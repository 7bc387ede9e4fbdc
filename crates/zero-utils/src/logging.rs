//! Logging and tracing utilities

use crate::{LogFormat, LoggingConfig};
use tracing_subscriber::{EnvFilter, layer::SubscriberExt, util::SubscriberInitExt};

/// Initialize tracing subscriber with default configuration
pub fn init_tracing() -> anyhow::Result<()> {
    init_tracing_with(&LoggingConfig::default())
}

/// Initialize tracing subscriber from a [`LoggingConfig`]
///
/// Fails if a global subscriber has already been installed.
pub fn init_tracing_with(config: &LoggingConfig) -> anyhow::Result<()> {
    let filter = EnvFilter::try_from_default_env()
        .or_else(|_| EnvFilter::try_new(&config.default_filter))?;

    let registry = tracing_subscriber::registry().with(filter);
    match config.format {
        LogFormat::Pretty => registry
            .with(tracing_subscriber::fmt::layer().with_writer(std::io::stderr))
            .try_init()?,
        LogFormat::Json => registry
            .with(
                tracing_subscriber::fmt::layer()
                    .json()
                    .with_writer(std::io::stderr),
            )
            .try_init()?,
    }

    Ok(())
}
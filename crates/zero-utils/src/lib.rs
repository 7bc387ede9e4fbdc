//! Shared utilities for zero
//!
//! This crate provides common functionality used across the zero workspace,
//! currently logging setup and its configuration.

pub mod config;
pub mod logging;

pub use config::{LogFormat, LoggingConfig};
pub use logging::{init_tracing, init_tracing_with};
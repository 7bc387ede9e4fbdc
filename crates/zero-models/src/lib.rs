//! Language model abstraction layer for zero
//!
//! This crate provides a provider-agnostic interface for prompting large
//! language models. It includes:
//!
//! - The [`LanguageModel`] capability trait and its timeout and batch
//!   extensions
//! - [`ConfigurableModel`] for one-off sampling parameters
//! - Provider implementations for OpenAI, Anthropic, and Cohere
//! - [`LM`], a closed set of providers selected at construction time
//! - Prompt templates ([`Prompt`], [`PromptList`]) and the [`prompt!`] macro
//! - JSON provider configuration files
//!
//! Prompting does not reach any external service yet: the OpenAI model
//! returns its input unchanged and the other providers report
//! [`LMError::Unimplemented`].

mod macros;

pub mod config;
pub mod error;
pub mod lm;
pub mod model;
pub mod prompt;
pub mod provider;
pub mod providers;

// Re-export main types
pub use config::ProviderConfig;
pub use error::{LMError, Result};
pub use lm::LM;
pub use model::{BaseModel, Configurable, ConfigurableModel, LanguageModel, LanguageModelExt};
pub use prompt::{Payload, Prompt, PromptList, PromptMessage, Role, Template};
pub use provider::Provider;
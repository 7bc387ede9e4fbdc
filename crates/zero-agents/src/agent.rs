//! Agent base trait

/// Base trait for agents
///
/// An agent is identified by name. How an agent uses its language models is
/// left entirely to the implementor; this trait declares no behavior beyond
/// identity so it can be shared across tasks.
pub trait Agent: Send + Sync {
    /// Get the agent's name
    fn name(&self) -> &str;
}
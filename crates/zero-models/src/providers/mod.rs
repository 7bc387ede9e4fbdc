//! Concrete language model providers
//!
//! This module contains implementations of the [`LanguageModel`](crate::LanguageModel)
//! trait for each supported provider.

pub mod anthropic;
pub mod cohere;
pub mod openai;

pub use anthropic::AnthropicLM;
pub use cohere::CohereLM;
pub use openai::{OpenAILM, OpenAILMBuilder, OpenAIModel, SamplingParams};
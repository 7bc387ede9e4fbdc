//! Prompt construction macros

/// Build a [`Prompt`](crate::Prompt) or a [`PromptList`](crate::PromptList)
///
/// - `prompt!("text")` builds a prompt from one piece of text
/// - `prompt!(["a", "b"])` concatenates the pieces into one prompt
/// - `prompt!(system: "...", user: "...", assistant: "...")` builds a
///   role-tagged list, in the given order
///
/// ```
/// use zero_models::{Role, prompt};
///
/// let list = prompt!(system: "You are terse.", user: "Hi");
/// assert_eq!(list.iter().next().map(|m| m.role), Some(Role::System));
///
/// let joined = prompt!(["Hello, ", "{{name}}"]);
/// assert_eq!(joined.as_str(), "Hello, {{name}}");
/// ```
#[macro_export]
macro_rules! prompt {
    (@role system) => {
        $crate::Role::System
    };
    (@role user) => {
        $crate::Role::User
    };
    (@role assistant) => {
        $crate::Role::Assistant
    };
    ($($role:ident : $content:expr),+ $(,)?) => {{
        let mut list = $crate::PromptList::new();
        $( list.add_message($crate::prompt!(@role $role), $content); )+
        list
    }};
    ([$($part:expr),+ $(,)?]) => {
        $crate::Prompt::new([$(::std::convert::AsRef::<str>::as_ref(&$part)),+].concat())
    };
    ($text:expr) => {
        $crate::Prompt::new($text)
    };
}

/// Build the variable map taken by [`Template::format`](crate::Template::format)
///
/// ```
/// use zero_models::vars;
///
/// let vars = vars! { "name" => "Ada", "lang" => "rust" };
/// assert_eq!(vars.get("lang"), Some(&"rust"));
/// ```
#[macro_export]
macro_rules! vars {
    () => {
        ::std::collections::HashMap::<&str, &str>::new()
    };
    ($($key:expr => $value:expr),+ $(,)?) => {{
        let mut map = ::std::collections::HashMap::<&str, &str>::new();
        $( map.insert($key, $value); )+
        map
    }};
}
════════
- What is being asked -
Only a number is wanted here: how many lines of the records above hold the word "collections".

- Answer to the exercise -
2